Editor’s note: This interview was originally conducted on August 7, 2024.
James Cantor is a Canadian psychologist and sexologist who has been hired by Alliance Defending Freedom—a Southern Poverty Law Center-designated anti-LGBTQ hate group—and by Republican states to serve as an expert witness in defense of laws that ban or restrict gender-affirming health care.
Last year, Uncloseted Media interviewed Cantor for a larger investigation into expert medical witnesses paid to defend restrictions on trans kids’ access to health care.

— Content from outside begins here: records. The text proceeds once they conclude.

use std::time::Duration;

use anyhow::{Context, Result};
use axum::{routing::get, Router};
use metrics::{describe_counter, describe_gauge, describe_histogram, gauge};
use metrics_exporter_prometheus::{PrometheusBuilder, PrometheusHandle};
use metrics_util::MetricKindMask;
use once_cell::sync::OnceCell;

use crate::ledger::TripIdentity;
use crate::source::AccountAggregate;

pub const CURRENT_TRAIN_STATUSES: &str = "traewelling_current_train_statuses";
pub const TOTAL_TRAIN_DISTANCE_KM: &str = "traewelling_total_train_distance_km";
pub const TOTAL_TRAIN_DURATION_MINUTES: &str = "traewelling_total_train_duration_minutes";
pub const TOTAL_POINTS: &str = "traewelling_total_points";

pub struct Metrics {
    pub handle: PrometheusHandle,
}

impl Metrics {
    /// Install the global Prometheus recorder.
    ///
    /// With `idle_timeout` set, gauges that are not updated within that window
    /// drop out of the exposition; live series are re-set every cycle.
    pub fn init(idle_timeout: Option<Duration>) -> Result<Self> {
        let mut builder = PrometheusBuilder::new();
        if let Some(ttl) = idle_timeout {
            builder = builder.idle_timeout(MetricKindMask::GAUGE, Some(ttl));
        }
        let handle = builder
            .install_recorder()
            .context("prometheus: install recorder")?;
        describe_metrics();
        Ok(Self { handle })
    }

    /// Returns a router exposing `/metrics` with the Prometheus exposition format.
    pub fn router(&self) -> Router {
        let handle = self.handle.clone();
        Router::new()
            .route(
                "/metrics",
                get(move || {
                    let h = handle.clone();
                    async move { h.render() }
                }),
            )
            .route("/health", get(|| async { "ok" }))
    }
}

/// One-time metric descriptions (so HELP lines show up on /metrics).
pub fn describe_metrics() {
    static ONCE: OnceCell<()> = OnceCell::new();
    ONCE.get_or_init(|| {
        describe_gauge!(
            CURRENT_TRAIN_STATUSES,
            "Whether a trip is in progress (1 = active, 0 = inactive)."
        );
        describe_gauge!(
            TOTAL_TRAIN_DISTANCE_KM,
            "Total train distance of a user in kilometers."
        );
        describe_gauge!(
            TOTAL_TRAIN_DURATION_MINUTES,
            "Total train duration of a user in minutes."
        );
        describe_gauge!(TOTAL_POINTS, "Total points of a user.");
        describe_counter!("traewelling_poll_cycles_total", "Completed poll cycles.");
        describe_counter!(
            "traewelling_fetch_errors_total",
            "Failed remote calls by account and failure kind."
        );
        describe_counter!(
            "traewelling_new_trips_total",
            "Trips observed for the first time since process start."
        );
        describe_gauge!(
            "traewelling_last_cycle_ts",
            "Unix ts when the last poll cycle finished."
        );
        describe_histogram!(
            "traewelling_cycle_duration_ms",
            "Poll cycle duration in milliseconds."
        );
        describe_histogram!(
            "traewelling_fetch_duration_ms",
            "Remote call duration in milliseconds."
        );
    });
}

/// Write side of the published gauges. Gauges are last-write-wins, so every
/// call is idempotent for equal arguments.
pub trait GaugeSink: Send + Sync {
    fn publish_trip_state(&self, trip: &TripIdentity, active: bool);
    fn publish_account_aggregate(&self, account: &str, aggregate: &AccountAggregate);
}

/// Publishes through the `metrics` facade into whatever recorder is installed.
#[derive(Debug, Clone, Copy, Default)]
pub struct PrometheusPublisher;

impl GaugeSink for PrometheusPublisher {
    fn publish_trip_state(&self, trip: &TripIdentity, active: bool) {
        gauge!(
            CURRENT_TRAIN_STATUSES,
            "username" => trip.account.clone(),
            "line_name" => trip.line_name.clone(),
            "origin" => trip.origin.clone(),
            "destination" => trip.destination.clone(),
            "train_type" => trip.category.clone(),
            "trip_type" => trip.purpose.label()
        )
        .set(if active { 1.0 } else { 0.0 });
    }

    fn publish_account_aggregate(&self, account: &str, aggregate: &AccountAggregate) {
        let username = account.to_string();
        gauge!(TOTAL_TRAIN_DISTANCE_KM, "username" => username.clone())
            .set(aggregate.distance_km());
        gauge!(TOTAL_TRAIN_DURATION_MINUTES, "username" => username.clone())
            .set(aggregate.duration_min as f64);
        gauge!(TOTAL_POINTS, "username" => username).set(aggregate.points as f64);
    }
}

Since then, attacks on gender-affirming care have escalated—121 anti-trans bills have been passed in state legislatures this year and a recent Supreme Court decision upheld the constitutionality of bans on gender-affirming health care for minors nationwide. Cantor, who has never treated a trans kid and whose primary research centers around pedophilia, kink and BDSM, has had his expertise called into question by some judges.
Despite this, he’s remained active since we published our article, testifying in support of gender-affirming care bans in South Carolina and North Dakota. And while Cantor didn’t speak at the Supreme Court, his expert testimonies were cited by the defendants.
Since Cantor continues to influence trans health care policy in the U.S., we decided to share a longer cut of our interview to provide more context on one of the most prolific faces in the fight over trans health care.
Watch the full interview above or read the transcript here:
Spencer Macnaughton: Tell me how you came to know Alliance Defending Freedom. How did they get to you? Or did you get to them?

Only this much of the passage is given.